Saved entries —

========================

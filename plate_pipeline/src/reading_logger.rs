use rusted_pipe::channels::read_channel::InputGenerator;
use rusted_pipe::channels::typed_read_channel::ReadChannel1;
use rusted_pipe::graph::processor::TerminalProcessor;
use rusted_pipe::RustedPipeError;
use tracing::info;

use crate::plate_reader_node::PlateText;

/// Sink that logs plate readings, skipping a text already logged for the
/// previous frame.
#[derive(Default)]
pub struct ReadingLogger {
    last: Vec<String>,
    logged: u64,
}

impl ReadingLogger {
    pub fn logged(&self) -> u64 {
        self.logged
    }

    /// Returns the plates worth reporting for one frame.
    pub fn fresh<'a>(&mut self, plates: &'a [PlateText]) -> Vec<&'a PlateText> {
        let fresh: Vec<&PlateText> = plates
            .iter()
            .filter(|p| !p.text.is_empty() && !self.last.contains(&p.text))
            .collect();
        self.last = plates.iter().map(|p| p.text.clone()).collect();
        fresh
    }
}

impl TerminalProcessor for ReadingLogger {
    type INPUT = ReadChannel1<Vec<PlateText>>;
    fn handle(
        &mut self,
        mut input: <Self::INPUT as InputGenerator>::INPUT,
    ) -> Result<(), RustedPipeError> {
        if let Some(packet) = input.c1_owned() {
            for plate in self.fresh(&packet.data) {
                info!(
                    "{} [{:?}] at ({:.0}, {:.0}) confidence {:.2} frame {}",
                    plate.text,
                    plate.layout,
                    plate.corners[0].x,
                    plate.corners[0].y,
                    plate.confidence,
                    packet.version.timestamp_ns
                );
                self.logged += 1;
            }
        }

        Ok(())
    }
}
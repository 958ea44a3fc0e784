pub mod config;
pub mod error;
pub mod plate_detection;

pub use config::ReaderConfig;
pub use error::{PlateError, Result};
pub use plate_detection::detector::{detect_plates, DnnPlatePredictor, PlatePredictor};
pub use plate_detection::recognition::{
    CharacterClassifier, DnnCharacterClassifier, PlateReader, PlateReading,
};
pub use plate_detection::segmentation::{segment_characters, Glyph};
pub use plate_detection::{PlateCrop, PlateLayout};
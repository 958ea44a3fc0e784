use std::fmt;

use opencv::core::Point2d;

/// A labelled area of an image: an axis-aligned box, optionally carrying the
/// four corners of the oriented quadrilateral it was computed from.
///
/// Corners are always ordered top-left, top-right, bottom-right, bottom-left.
#[derive(Debug, Clone, Copy, PartialEq)]
pub struct Region {
    class_id: i32,
    tl: Point2d,
    br: Point2d,
    corners: Option<[Point2d; 4]>,
    confidence: Option<f32>,
}

impl Region {
    pub const UNKNOWN_CLASS: i32 = -1;

    /// # Panics
    /// When `br` lies above or left of `tl`.
    pub fn new(class_id: i32, tl: Point2d, br: Point2d, confidence: Option<f32>) -> Self {
        assert!(
            br.x >= tl.x && br.y >= tl.y,
            "malformed region: top left ({}, {}) bottom right ({}, {})",
            tl.x,
            tl.y,
            br.x,
            br.y
        );
        Self {
            class_id,
            tl,
            br,
            corners: None,
            confidence,
        }
    }

    pub fn from_corners(class_id: i32, corners: [Point2d; 4], confidence: Option<f32>) -> Self {
        let mut tl = corners[0];
        let mut br = corners[0];
        for p in &corners[1..] {
            tl.x = tl.x.min(p.x);
            tl.y = tl.y.min(p.y);
            br.x = br.x.max(p.x);
            br.y = br.y.max(p.y);
        }
        Self {
            corners: Some(corners),
            ..Self::new(class_id, tl, br, confidence)
        }
    }

    pub fn class_id(&self) -> i32 {
        self.class_id
    }

    pub fn confidence(&self) -> Option<f32> {
        self.confidence
    }

    pub fn tl(&self) -> Point2d {
        self.tl
    }

    pub fn br(&self) -> Point2d {
        self.br
    }

    pub fn tr(&self) -> Point2d {
        Point2d::new(self.br.x, self.tl.y)
    }

    pub fn bl(&self) -> Point2d {
        Point2d::new(self.tl.x, self.br.y)
    }

    pub fn wh(&self) -> Point2d {
        Point2d::new(self.br.x - self.tl.x, self.br.y - self.tl.y)
    }

    pub fn center(&self) -> Point2d {
        let wh = self.wh();
        Point2d::new(self.tl.x + wh.x / 2.0, self.tl.y + wh.y / 2.0)
    }

    pub fn area(&self) -> f64 {
        let wh = self.wh();
        wh.x * wh.y
    }

    pub fn corners(&self) -> [Point2d; 4] {
        self.corners
            .unwrap_or_else(|| [self.tl, self.tr(), self.br, self.bl()])
    }

    pub fn is_oriented(&self) -> bool {
        self.corners.is_some()
    }

    pub fn with_class(self, class_id: i32) -> Self {
        Self { class_id, ..self }
    }

    pub fn with_confidence(self, confidence: f32) -> Self {
        Self {
            confidence: Some(confidence),
            ..self
        }
    }

    pub fn with_size(self, wh: Point2d) -> Self {
        let cc = self.center();
        let tl = Point2d::new(cc.x - 0.5 * wh.x, cc.y - 0.5 * wh.y);
        let br = Point2d::new(cc.x + 0.5 * wh.x, cc.y + 0.5 * wh.y);
        Self::new(self.class_id, tl, br, self.confidence)
    }
}

impl fmt::Display for Region {
    fn fmt(&self, f: &mut fmt::Formatter<'_>) -> fmt::Result {
        write!(
            f,
            "Class: {}, top left(x: {:.6}, y: {:.6}), bottom right(x: {:.6}, y: {:.6})",
            self.class_id, self.tl.x, self.tl.y, self.br.x, self.br.y
        )
    }
}
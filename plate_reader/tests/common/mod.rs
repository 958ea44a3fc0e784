//! Shared fixtures for the integration tests.

pub mod synthetic;
use std::fmt;


/// Errors raised by the graph store and the path engine
/// "No path" is not one of them: unreachable destinations are reported as `Ok(None)`
#[derive(Debug, Clone, PartialEq)]
pub enum GraphError<K> {
    NodeNotFound(K), // Referenced id is not in the graph
    InvalidMapData(String), // Map description could not be parsed
}

impl<K: fmt::Debug> fmt::Display for GraphError<K> {
    fn fmt(&self, f: &mut fmt::Formatter<'_>) -> fmt::Result {
        match self {
            GraphError::NodeNotFound(id) => write!(f, "node {id:?} not found in graph"),
            GraphError::InvalidMapData(msg) => write!(f, "invalid map data: {msg}"),
        }
    }
}

impl<K: fmt::Debug> std::error::Error for GraphError<K> {}


#[cfg(feature = "serde")]
impl<K> From<serde_json::Error> for GraphError<K> {
    fn from(error: serde_json::Error) -> Self {
        GraphError::InvalidMapData(error.to_string())
    }
}
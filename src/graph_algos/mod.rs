pub mod dijkstra;
mod shortest_path;

pub use dijkstra::{ShortestPathTree, shortest_path, shortest_paths_from};
use shortest_path::reconstruct_path;

use crate::collections::FxIndexMap;
use crate::graph::Graph;

use std::{fmt::Debug, hash::Hash};
use num_traits::Float;

/// Type alias for the node map used by the path engine
/// N: Node id
/// C: Cost of reaching the node from the start
/// The tuple contains (parent_index, cost) where:
/// - parent_index is the index of the parent node in the map, NO_PARENT if it has none
/// - cost is the total cost to reach this node from the start, infinity if unreachable
pub type GraphNodeMap<N, C> = FxIndexMap<N, (usize, C)>;

/// Parent index of the start node and of nodes never reached
pub(crate) const NO_PARENT: usize = usize::MAX;


/// Result of a route query
#[derive(Clone, Debug, PartialEq)]
#[cfg_attr(feature = "serde", derive(serde::Serialize, serde::Deserialize))]
pub struct Route<K, C> {
    pub path: Vec<K>, // start to end, both included
    pub distance: C, // sum of the edge distances along path
}

impl<K, C> Route<K, C> {

    pub fn start(&self) -> Option<&K> {
        self.path.first()
    }

    pub fn end(&self) -> Option<&K> {
        self.path.last()
    }

    /// Number of edges walked
    pub fn hops(&self) -> usize {
        self.path.len().saturating_sub(1)
    }

    /// Display names of the locations along the route
    /// Ids missing from `graph` are skipped
    pub fn names<'a>(&self, graph: &'a Graph<K, C>) -> Vec<&'a str>
    where
        K: Eq + Hash + Clone + Debug,
        C: Float + Debug,
    {
        self.path
            .iter()
            .filter_map(|id| graph.get_node(id))
            .map(|node| node.name.as_str())
            .collect()
    }
}


#[cfg(test)]
mod tests {
    use super::*;

    #[test]
    fn test_route_helpers() {
        let mut graph = Graph::new();
        graph.add_node("lib", "Library", 0.0, 0.0, vec![]);
        graph.add_node("gym", "Gym", 10.0, 0.0, vec![]);
        graph.add_edge("lib", "gym", 10.0);

        let route = Route { path: vec!["lib", "gym"], distance: 10.0 };

        assert_eq!(route.start(), Some(&"lib"));
        assert_eq!(route.end(), Some(&"gym"));
        assert_eq!(route.hops(), 1);
        assert_eq!(route.names(&graph), vec!["Library", "Gym"]);
    }

    #[test]
    fn test_single_node_route_has_no_hops() {
        let route = Route { path: vec![7u32], distance: 0.0 };
        assert_eq!(route.hops(), 0);
    }
}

========================

To do —
Among the records above, find each line holding "write" and list it.

Task response —
        write!(
            GraphError::NodeNotFound(id) => write!(f, "node {id:?} not found in graph"),
            GraphError::InvalidMapData(msg) => write!(f, "invalid map data: {msg}"),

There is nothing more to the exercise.